JDK 9 Outreach survey summary

dalibor topic dalibor.topic at oracle.com
Tue Nov 29 11:46:06 UTC 2016


thanks to everyone who participated in the JDK 9 Outreach survey!

There were 37 respondents in total. The respondents were active in a 
broad range of free and open source software projects, from Apache 
Software Foundation projects like Apache Ant, Apache BookKeeper, Apache 
Kafka, Apache Lucene/Solr, Apache Maven and Apache POI via Eclipse 
Foundation projects such as Eclipse and vert.x, and language runtimes 
such as Apache Groovy, Clojure and ruby, over enterprise development 
oriented projects such Hibernate, WildFly, JBoss WS, Spring Security, 
MVC 1.0 and SnoopEE to independent projects such as JUnit 5, 
GraphHopper, Orient DB, Groovy FX, JavaSlang, JITWatch, JMRI, LWJGL3 and 
of course OpenJDK itself, along with Project Jigsaw.
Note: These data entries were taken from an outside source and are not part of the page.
use std::fmt;

/// One opaque row returned by the list endpoint.
pub type Record = serde_json::Value;

#[derive(Debug, Clone, PartialEq, Eq)]
pub struct FetchError {
    pub kind: FailureKind,
    pub message: String,
}

impl FetchError {
    pub(crate) fn new(kind: FailureKind, message: impl Into<String>) -> Self {
        Self {
            kind,
            message: message.into(),
        }
    }

    /// Non-success HTTP status or a failure below HTTP.
    pub fn is_transport(&self) -> bool {
        matches!(
            self.kind,
            FailureKind::HttpStatus(_) | FailureKind::Timeout | FailureKind::Network
        )
    }

    /// Response body that is not the expected JSON shape.
    pub fn is_decode(&self) -> bool {
        self.kind == FailureKind::Decode
    }
}

impl fmt::Display for FetchError {
    fn fmt(&self, f: &mut fmt::Formatter<'_>) -> fmt::Result {
        write!(f, "{}: {}", self.kind, self.message)
    }
}

impl std::error::Error for FetchError {}

#[derive(Debug, Clone, PartialEq, Eq)]
pub enum FailureKind {
    InvalidUrl,
    InvalidHeader,
    HttpStatus(u16),
    Timeout,
    TooLarge { max_bytes: u64, actual: Option<u64> },
    Decode,
    Network,
}

impl fmt::Display for FailureKind {
    fn fmt(&self, f: &mut fmt::Formatter<'_>) -> fmt::Result {
        match self {
            FailureKind::InvalidUrl => write!(f, "invalid url"),
            FailureKind::InvalidHeader => write!(f, "invalid header"),
            FailureKind::HttpStatus(code) => write!(f, "http status {code}"),
            FailureKind::Timeout => write!(f, "timeout"),
            FailureKind::TooLarge { max_bytes, actual } => {
                write!(f, "response too large (max {max_bytes}, actual {actual:?})")
            }
            FailureKind::Decode => write!(f, "decode error"),
            FailureKind::Network => write!(f, "network error"),
        }
    }
}
use harvest_logging::harvest_debug;
use scraper::{Html, Selector};
use thiserror::Error;

/// Case-insensitive filter applied to an attribute value. Patterns are lowercase.
#[derive(Debug, Clone, Copy, PartialEq, Eq)]
pub enum LinkMatch {
    Suffix(&'static str),
    Contains(&'static str),
}

impl LinkMatch {
    pub fn matches(&self, value: &str) -> bool {
        let lower = value.to_lowercase();
        match self {
            LinkMatch::Suffix(suffix) => lower.ends_with(suffix),
            LinkMatch::Contains(fragment) => lower.contains(fragment),
        }
    }
}

/// Every `tag` element carrying `attribute` contributes its value when `matcher` accepts it.
#[derive(Debug, Clone, Copy, PartialEq, Eq)]
pub struct LinkRule {
    pub tag: &'static str,
    pub attribute: &'static str,
    pub matcher: LinkMatch,
}

impl LinkRule {
    pub fn selector(&self) -> String {
        format!("{}[{}]", self.tag, self.attribute)
    }
}

/// PDF discovery rules in scan order. Inline frames use a substring match so
/// sources like `doc.pdf?page=2` still count.
pub const PDF_LINK_RULES: [LinkRule; 4] = [
    LinkRule {
        tag: "a",
        attribute: "href",
        matcher: LinkMatch::Suffix(".pdf"),
    },
    LinkRule {
        tag: "iframe",
        attribute: "src",
        matcher: LinkMatch::Contains(".pdf"),
    },
    LinkRule {
        tag: "embed",
        attribute: "src",
        matcher: LinkMatch::Suffix(".pdf"),
    },
    LinkRule {
        tag: "object",
        attribute: "data",
        matcher: LinkMatch::Suffix(".pdf"),
    },
];

#[derive(Debug, Clone, Error, PartialEq, Eq)]
pub enum ExtractError {
    #[error("No PDF links found in the HTML")]
    NoLinksFound,
    #[error("invalid selector `{selector}`: {message}")]
    InvalidSelector { selector: String, message: String },
}

/// Links in rule order, then document order. Duplicates and relative paths are kept.
#[derive(Debug, Clone, Default, PartialEq, Eq)]
pub struct LinkSet(Vec<String>);

impl LinkSet {
    pub fn as_slice(&self) -> &[String] {
        &self.0
    }

    pub fn len(&self) -> usize {
        self.0.len()
    }

    pub fn is_empty(&self) -> bool {
        self.0.is_empty()
    }

    pub fn iter(&self) -> std::slice::Iter<'_, String> {
        self.0.iter()
    }

    pub fn into_vec(self) -> Vec<String> {
        self.0
    }
}

impl From<Vec<String>> for LinkSet {
    fn from(links: Vec<String>) -> Self {
        Self(links)
    }
}

impl<'a> IntoIterator for &'a LinkSet {
    type Item = &'a String;
    type IntoIter = std::slice::Iter<'a, String>;

    fn into_iter(self) -> Self::IntoIter {
        self.0.iter()
    }
}

pub struct LinkExtractor {
    rules: Vec<(LinkRule, Selector)>,
}

impl LinkExtractor {
    pub fn new(rules: &[LinkRule]) -> Result<Self, ExtractError> {
        let rules = rules
            .iter()
            .map(|rule| {
                let selector = rule.selector();
                let parsed = Selector::parse(&selector);
                match parsed {
                    Ok(parsed) => Ok((*rule, parsed)),
                    Err(err) => Err(ExtractError::InvalidSelector {
                        message: err.to_string(),
                        selector: selector.clone(),
                    }),
                }
            })
            .collect::<Result<Vec<_>, _>>()?;
        Ok(Self { rules })
    }

    pub fn pdf() -> Result<Self, ExtractError> {
        Self::new(&PDF_LINK_RULES)
    }

    pub fn rules(&self) -> impl Iterator<Item = &LinkRule> {
        self.rules.iter().map(|(rule, _)| rule)
    }

    /// Applies every rule in order; an empty result is [`ExtractError::NoLinksFound`].
    pub fn extract_from_document(&self, document: &Html) -> Result<LinkSet, ExtractError> {
        let mut links = Vec::new();
        for (rule, selector) in &self.rules {
            let before = links.len();
            links.extend(
                document
                    .select(selector)
                    .filter_map(|element| element.value().attr(rule.attribute))
                    .filter(|value| rule.matcher.matches(value))
                    .map(str::to_string),
            );
            harvest_debug!(
                "{} matched {} links",
                rule.selector(),
                links.len() - before
            );
        }

        if links.is_empty() {
            return Err(ExtractError::NoLinksFound);
        }
        Ok(LinkSet(links))
    }

    pub fn extract(&self, html: &str) -> Result<LinkSet, ExtractError> {
        let document = Html::parse_document(html);
        self.extract_from_document(&document)
    }
}

/// Extracts PDF links from raw HTML with [`PDF_LINK_RULES`].
pub fn extract_links(html: &str) -> Result<LinkSet, ExtractError> {
    LinkExtractor::pdf()?.extract(html)
}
33 respondents (i.e. 89%) have tried building or running their project 
with JDK 9 Early Access builds, while just 4 (i.e. 11%) had not done so 
at the time of the survey.

The majority of respondents (20, i.e. 54%) indicated they planned to 
support JDK 9 in their project within 6 months after JDK 9 GA. The next 
largest group (16%, i.e. 6 respondents) indicated that they planned to 
support JDK 9 immediately from the get go, i.e. the GA date The third 
largest group (14%, i.e. 5 respondents) indicated that they planned to 
support JDK 9 within 12 months of JDK 9 GA. Along with one respondent 
whose response differentiated between immediate support at JDK 9 GA and 
within a few months after the release based on the type of project they 
were working on, that brings the tally of respondents planning to 
support JDK 9 in their projects within the first year of JDK 9's release 
to 32, i.e. 86%.

30 respondents (i.e. 89%) rated their experience migrating or adopting 
JDK 9 so far, with the average rating of of 3.2 falling between Mediocre 
(3.0) and Good (4.0). The majority of respondents (40%, i.e. 12) rated 
it as Good, while 11, i.e. 37% rated it as Mediocre.
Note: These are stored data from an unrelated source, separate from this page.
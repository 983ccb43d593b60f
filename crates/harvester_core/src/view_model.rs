#[derive(Debug, Clone, PartialEq, Eq, Default)]
pub struct ExtractorViewModel {
    pub input: String,
    /// Pretty JSON array of the last successful extraction.
    pub output: Option<String>,
    pub link_count: usize,
    pub error: Option<String>,
    pub notice: Option<String>,
    pub dirty: bool,
}
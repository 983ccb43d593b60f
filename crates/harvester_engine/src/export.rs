use std::path::{Path, PathBuf};

use harvest_logging::harvest_info;

use crate::links::LinkSet;
use crate::persist::{AtomicFileWriter, PersistError};

pub const CSV_HEADER: &str = "PDF Link";
pub const CSV_MIME_TYPE: &str = "text/csv;charset=utf-8";

#[derive(Debug, thiserror::Error)]
pub enum ExportError {
    #[error("input is not a JSON array of link strings: {0}")]
    Serialization(String),
    #[error("persist error: {0}")]
    Persist(#[from] PersistError),
}

/// Single-column CSV built fully in memory.
#[derive(Debug, Clone, PartialEq, Eq)]
pub struct CsvDocument {
    content: String,
    row_count: usize,
}

impl CsvDocument {
    pub fn content(&self) -> &str {
        &self.content
    }

    /// Data rows, excluding the header.
    pub fn row_count(&self) -> usize {
        self.row_count
    }

    pub fn mime_type(&self) -> &'static str {
        CSV_MIME_TYPE
    }

    pub fn into_string(self) -> String {
        self.content
    }
}

/// Header line, then one quoted row per link. Quotes are doubled; nothing else is escaped.
pub fn to_csv(links: &LinkSet) -> CsvDocument {
    let mut content = String::with_capacity(CSV_HEADER.len() + 1 + links.len() * 32);
    content.push_str(CSV_HEADER);
    content.push('\n');
    for link in links {
        content.push('"');
        content.push_str(&link.replace('"', "\"\""));
        content.push_str("\"\n");
    }
    CsvDocument {
        content,
        row_count: links.len(),
    }
}

pub fn links_to_json(links: &LinkSet) -> Result<String, ExportError> {
    serde_json::to_string_pretty(links.as_slice())
        .map_err(|err| ExportError::Serialization(err.to_string()))
}

pub fn links_from_json(json: &str) -> Result<LinkSet, ExportError> {
    serde_json::from_str::<Vec<String>>(json)
        .map(LinkSet::from)
        .map_err(|err| ExportError::Serialization(err.to_string()))
}

pub fn csv_from_json(json: &str) -> Result<CsvDocument, ExportError> {
    Ok(to_csv(&links_from_json(json)?))
}

/// `pdf-links-{date}.csv`, where `date` is `YYYY-MM-DD`.
pub fn csv_filename(date: &str) -> String {
    format!("pdf-links-{date}.csv")
}

pub fn write_csv(dir: &Path, filename: &str, document: &CsvDocument) -> Result<PathBuf, ExportError> {
    let writer = AtomicFileWriter::new(dir.to_path_buf());
    let path = writer.write(filename, document.content().as_bytes())?;
    harvest_info!(
        "Wrote {} CSV rows ({}) to {}",
        document.row_count(),
        document.mime_type(),
        path.display()
    );
    Ok(path)
}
The comments provided some insight into the very varied challenges, from 
balancing support for JDK 1.5 - JDK 9 in a code base, to challenges 
surfaced by strong encapsulation of JDK internals, such as 
instrumentation of such classes, edge cases with reflection based hacks 
in popular libraries, and the general pace of the larger ecosystem of 
dependencies catching up and adjusting to JDK 9 changes. On the desktop 
side, one respondent reported insurmountable challenges in getting 
Eclipse to build JavaFX projects using JDK 9, while another one reported 
that they ended up re-implementing desktop support in their project 
using JavaScript to be able to support both JDK 8 and JDK 9 due to 
changes in native platform APIs on OS X in particular. One respondent 
felt that the process was nice, and that everyone from OpenJDK, in 
particular Oracle and Red Hat, were being very helpful.

Three respondents provided URLs to announcements of their projects plans 
to support features from JDK 9:
https://marketplace.eclipse.org/content/java-9-support-beta-neon ,
http://jmri.org/releasenotes/jmri4.5.3.shtml and
https://cwiki.apache.org/confluence/display/MAVEN/Java+9+-+Jigsaw .

Last but not least, 8 respondents provided general feedback. One 
participant pointed out that the available information is incomplete in 
some accounts, and spread across multiple documents, with undocumented 
or not yet implemented compiler options, along with the not yet complete 
specification. The regular changes in the JDK & JRE, in particular 
regarding class loading, had affected their project multiple times. 
Another participant remarked that uncertainty around Project Jigsaw was 
delaying adding support for JDK 9 in their project. One participant 
pointed out that they can begin testing their project efficiently once 
their build tool supports JDK 9. Meanwhile, another participant pointed 
out that their testing was limited to JARs without module information, 
and as such was testing the module system in a limited fashion. Finally, 
one participant commented that their inability to comment directly on 
reported bugs made bug handling cumbersome.